Tita Merello | |
---|---|
Born |
Laura Ana Merello 11 October 1904 Buenos Aires, Argentina |
Died | 24 December 2002 Buenos Aires, Argentina |
(aged 98)
Occupation | Actress, vedette, tango dancer and singer |
Years active | 1930 - 1985 |
Tita Merello (born Laura Ana Merello; 11 October 1904 in Buenos Aires, Argentina – 24 December 2002 in Buenos Aires, Argentina) was a prominent Argentine film actress, tango dancer and singer of the Golden Age of Argentine Cinema (1940–1960). In her 6 decades in Argentine entertainment, at the time of her death, she had filmed over thirty movies, premiered twenty plays, had nine television appearances, completed three radio series and had had countless appearances in print media. She was one of the singers who emerged in the 1920s along with Azucena Maizani, Libertad Lamarque, Ada Falcón, and Rosita Quiroga, who created the female voices of tango. She was primarily remembered for the songs "Se dice de mí" and "La milonga y yo".

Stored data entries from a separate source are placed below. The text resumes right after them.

#[cfg(test)]
mod tests {
    use super::*;
    use crate::exclusion::{HazardBoundary, Polygon};
    use crate::factors::{FeatureSet, RasterGrid};
    use crate::utils::normalization::{reference_curves, ScoringCurve};
    use approx::assert_relative_eq;
    use std::sync::atomic::AtomicUsize;

    /// Source returning a fixed raw value, or unavailable inside a latitude band
    struct FixedSource {
        value: f64,
        gap_above_lat: Option<f64>,
    }

    impl FactorSource for FixedSource {
        fn source_id(&self) -> &str {
            "fixed"
        }

        fn evaluate(&self, point: &GridPoint) -> ScoringResult<f64> {
            match self.gap_above_lat {
                Some(lat) if point.lat > lat => Err(ScoringError::DataUnavailable {
                    source_id: "fixed".to_string(),
                    lat: point.lat,
                    lon: point.lon,
                    reason: "gap".to_string(),
                }),
                _ => Ok(self.value),
            }
        }
    }

    fn fixed(id: &str, weight: f64, score: f64) -> Factor {
        // Constant curve so the raw value does not matter
        Factor::new(
            id,
            weight,
            Arc::new(FixedSource { value: 0.0, gap_above_lat: None }),
            ScoringCurve::new([(0.0, score)]).unwrap(),
        )
    }

    fn region() -> BoundingRegion {
        BoundingRegion::new(-28.0, -27.0, 152.0, 153.0, 0.25)
    }

    fn options(batch_size: usize) -> EngineOptions {
        EngineOptions {
            threads: 4,
            batch_size,
            degraded_policy: DegradedPolicy::Renormalize,
        }
    }

    fn reference_factors() -> Vec<Factor> {
        vec![
            fixed("substation", 0.35, 10.0),
            fixed("transmission", 0.15, 8.0),
            fixed("road", 0.25, 6.0),
            fixed("temperature", 0.25, 9.0),
        ]
    }

    #[test]
    fn test_weighted_example_every_point() {
        let engine = ScoringEngine::new(region(), reference_factors(), vec![], options(7)).unwrap();
        let run = engine.run(&CancellationToken::new()).unwrap();

        assert_eq!(run.points.len(), 25);
        assert_eq!(run.dimensions, (5, 5));
        for p in &run.points {
            assert_relative_eq!(p.final_score, 8.45, epsilon = 1e-12);
            assert!(!p.excluded && !p.degraded);
            assert_eq!(p.per_factor_score.len(), 4);
        }
    }

    #[test]
    fn test_output_preserves_grid_order() {
        let engine = ScoringEngine::new(region(), reference_factors(), vec![], options(3)).unwrap();
        let run = engine.run(&CancellationToken::new()).unwrap();

        let expected: Vec<GridPoint> = engine.grid().points().collect();
        let actual: Vec<GridPoint> = run.points.iter().map(|p| p.point()).collect();
        assert_eq!(actual, expected);
        assert_eq!(run, {
            let mut seq = engine.run_sequential();
            seq.summary.elapsed_ms = run.summary.elapsed_ms;
            seq.summary.batches = run.summary.batches;
            seq
        });
    }

    #[test]
    fn test_flood_mask_zeroes_ideal_point() {
        let flood: Arc<dyn ExclusionMask> = Arc::new(HazardBoundary::new(
            "flood",
            vec![Polygon::new(
                vec![
                    GridPoint::new(-27.6, 152.9),
                    GridPoint::new(-27.6, 153.1),
                    GridPoint::new(-27.4, 153.1),
                    GridPoint::new(-27.4, 152.9),
                ],
                vec![],
            )],
        ));
        let factors = vec![fixed("a", 0.5, 10.0), fixed("b", 0.5, 10.0)];
        let engine = ScoringEngine::new(region(), factors, vec![flood], options(8)).unwrap();
        let run = engine.run(&CancellationToken::new()).unwrap();

        let inside = run
            .points
            .iter()
            .find(|p| p.lat == -27.5 && p.lon == 153.0)
            .unwrap();
        assert!(inside.excluded);
        assert_eq!(inside.final_score, 0.0);

        let outside = run.points.iter().find(|p| p.lat == -28.0 && p.lon == 152.0).unwrap();
        assert_relative_eq!(outside.final_score, 10.0);
        assert_eq!(run.summary.excluded, 1);
    }

    #[test]
    fn test_missing_data_renormalises_without_aborting() {
        let gappy = Factor::new(
            "temperature",
            0.5,
            Arc::new(FixedSource { value: 0.0, gap_above_lat: Some(-27.5) }),
            ScoringCurve::new([(0.0, 2.0)]).unwrap(),
        );
        let factors = vec![fixed("substation", 0.5, 8.0), gappy];
        let engine = ScoringEngine::new(region(), factors, vec![], options(4)).unwrap();
        let run = engine.run(&CancellationToken::new()).unwrap();

        // Rows at -27.25 and -27.0 lack temperature
        assert_eq!(run.summary.degraded, 10);
        assert_eq!(run.points.len(), 25);
        for p in &run.points {
            if p.lat > -27.5 {
                assert!(p.degraded);
                assert!(!p.per_factor_score.contains_key("temperature"));
                assert_relative_eq!(p.final_score, 8.0);
            } else {
                assert!(!p.degraded);
                assert_relative_eq!(p.final_score, 5.0);
            }
        }
    }

    #[test]
    fn test_omit_policy_drops_degraded_points() {
        let gappy = Factor::new(
            "temperature",
            0.5,
            Arc::new(FixedSource { value: 0.0, gap_above_lat: Some(-27.5) }),
            ScoringCurve::new([(0.0, 2.0)]).unwrap(),
        );
        let factors = vec![fixed("substation", 0.5, 8.0), gappy];
        let mut opts = options(4);
        opts.degraded_policy = DegradedPolicy::Omit;
        let engine = ScoringEngine::new(region(), factors, vec![], opts).unwrap();
        let run = engine.run(&CancellationToken::new()).unwrap();

        assert_eq!(run.points.len(), 15);
        assert_eq!(run.summary.omitted, 10);
        assert!(run.points.iter().all(|p| !p.degraded));
        assert!(run.points.windows(2).all(|w| (w[0].lat, w[0].lon) < (w[1].lat, w[1].lon)));
    }

    #[test]
    fn test_cancelled_run_returns_error() {
        let engine = ScoringEngine::new(region(), reference_factors(), vec![], options(2)).unwrap();
        let cancel = CancellationToken::new();
        cancel.cancel();

        assert_eq!(engine.run(&cancel), Err(ScoringError::Cancelled));
    }

    /// Source that cancels the run on its `cancel_at`-th evaluation
    struct CancellingSource {
        token: CancellationToken,
        cancel_at: usize,
        calls: AtomicUsize,
    }

    impl FactorSource for CancellingSource {
        fn source_id(&self) -> &str {
            "cancelling"
        }

        fn evaluate(&self, _point: &GridPoint) -> ScoringResult<f64> {
            let call = self.calls.fetch_add(1, Ordering::SeqCst) + 1;
            if call == self.cancel_at {
                self.token.cancel();
            }
            Ok(0.0)
        }
    }

    #[test]
    fn test_cancel_mid_run_stops_at_next_batch() {
        let cancel = CancellationToken::new();
        let source = Arc::new(CancellingSource {
            token: cancel.clone(),
            cancel_at: 3,
            calls: AtomicUsize::new(0),
        });
        let factor = Factor::new(
            "only",
            1.0,
            source.clone(),
            ScoringCurve::new([(0.0, 5.0)]).unwrap(),
        );
        let opts = EngineOptions {
            threads: 1,
            ..options(2)
        };
        let engine = ScoringEngine::new(region(), vec![factor], vec![], opts).unwrap();

        // 25 points in 13 batches; cancelled while scoring the second batch
        assert_eq!(engine.run(&cancel), Err(ScoringError::Cancelled));
        let calls = source.calls.load(Ordering::SeqCst);
        assert!(calls >= 3);
        assert!(calls < engine.grid().len(), "scored {} points after cancel", calls);
    }

    #[test]
    fn test_score_points_keeps_input_order() {
        let flood: Arc<dyn ExclusionMask> = Arc::new(HazardBoundary::new(
            "flood",
            vec![Polygon::new(
                vec![
                    GridPoint::new(-27.6, 152.9),
                    GridPoint::new(-27.6, 153.1),
                    GridPoint::new(-27.4, 153.1),
                    GridPoint::new(-27.4, 152.9),
                ],
                vec![],
            )],
        ));
        let engine =
            ScoringEngine::new(region(), reference_factors(), vec![flood], options(4)).unwrap();

        let points: Vec<GridPoint> = (0..50)
            .map(|i| GridPoint::new(-28.0 + i as f64 * 0.02, 152.0 + i as f64 * 0.02))
            .collect();
        let scored = engine.score_points(&points);

        assert_eq!(scored.len(), points.len());
        for (p, s) in points.iter().zip(&scored) {
            assert_eq!(*s, engine.score_point(p));
        }

        let flooded = GridPoint::new(-27.5, 153.0);
        assert_eq!(engine.matching_masks(&flooded), vec!["flood"]);
        assert!(engine.matching_masks(&GridPoint::new(-28.0, 152.0)).is_empty());
    }

    #[test]
    fn test_invalid_weights_rejected_before_scoring() {
        let factors = vec![fixed("a", 0.6, 10.0), fixed("b", 0.6, 10.0)];
        let result = ScoringEngine::new(region(), factors, vec![], options(8));
        assert!(matches!(result, Err(ScoringError::InvalidWeights(_))));

        let dupes = vec![fixed("a", 0.5, 10.0), fixed("a", 0.5, 10.0)];
        let result = ScoringEngine::new(region(), dupes, vec![], options(8));
        assert!(matches!(result, Err(ScoringError::InvalidConfig(_))));
    }

    #[test]
    fn test_real_sources_end_to_end() {
        let metres_per_degree = crate::geo::EARTH_RADIUS_M.to_radians();
        let site = GridPoint::new(-27.5, 152.5);

        // Substation 500 m north of the site, a transmission line 20.5 km south
        let substations = Arc::new(FeatureSet::from_points(vec![GridPoint::new(
            site.lat + 500.0 / metres_per_degree,
            site.lon,
        )]));
        let line_lat = site.lat - 20_500.0 / metres_per_degree;
        let lines = Arc::new(FeatureSet::from_lines(vec![vec![
            GridPoint::new(line_lat, 150.0),
            GridPoint::new(line_lat, 155.0),
        ]]));
        let temperatures = vec![20.0, 21.0, 22.0, 23.0, 24.0, 25.0, 26.0, 27.0, 28.0];
        let raster = Arc::new(RasterGrid::new(-28.0, 152.0, 0.5, 0.5, 3, 3, temperatures).unwrap());

        let factors = vec![
            Factor::new(
                "substation",
                0.5,
                Arc::new(ProximityFactor::new("substations", substations)),
                reference_curves::substation(),
            ),
            Factor::new(
                "transmission",
                0.25,
                Arc::new(ProximityFactor::new("lines", lines)),
                reference_curves::transmission_line(),
            ),
            Factor::new(
                "temperature",
                0.25,
                Arc::new(RasterFactor::new("temperature", raster)),
                ScoringCurve::inverted_range(20.0, 28.0).unwrap(),
            ),
        ];
        let engine = ScoringEngine::new(region(), factors, vec![], options(16)).unwrap();
        let scored = engine.score_point(&site);

        assert_relative_eq!(scored.per_factor_score["substation"], 10.0);
        assert_relative_eq!(scored.per_factor_score["transmission"], 6.0, epsilon = 1e-3);
        // Nearest cell (row 1, col 1) holds 24.0 -> 10 - 9 * 4/8
        assert_relative_eq!(scored.per_factor_score["temperature"], 5.5, epsilon = 1e-12);
        let expected = 0.5 * 10.0 + 0.25 * 6.0 + 0.25 * 5.5;
        assert_relative_eq!(scored.final_score, expected, epsilon = 1e-3);
    }
}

She began her acting career in theater and may have made silent films. She debuted on the first sound movie produced in Argentina, ¡Tango!, with Libertad Lamarque in 1933. After making a series of films throughout the 1930s, she established herself as a dramatic actress in La fuga (1937), directed by Luis Saslavsky. In the mid-1940s, she moved to Mexico, where she filmed Cinco rostros de mujer (1947), which earned her an Ariel Award from the Mexican Academy of Film. She returned to Argentina and starred in Don Juan Tenorio (1949) and Filomena Marturano (1950), which were subsequently taken to the theater. Her period of greatest popularity came in the following decade, when she led films like Los isleros (1951), considered her best performance, Guacho (1954) and Mercado de Abasto (1955). She also received praise for her work in Arrabalera (1950), Para vestir santos (1955) and El amor nunca muere (1955).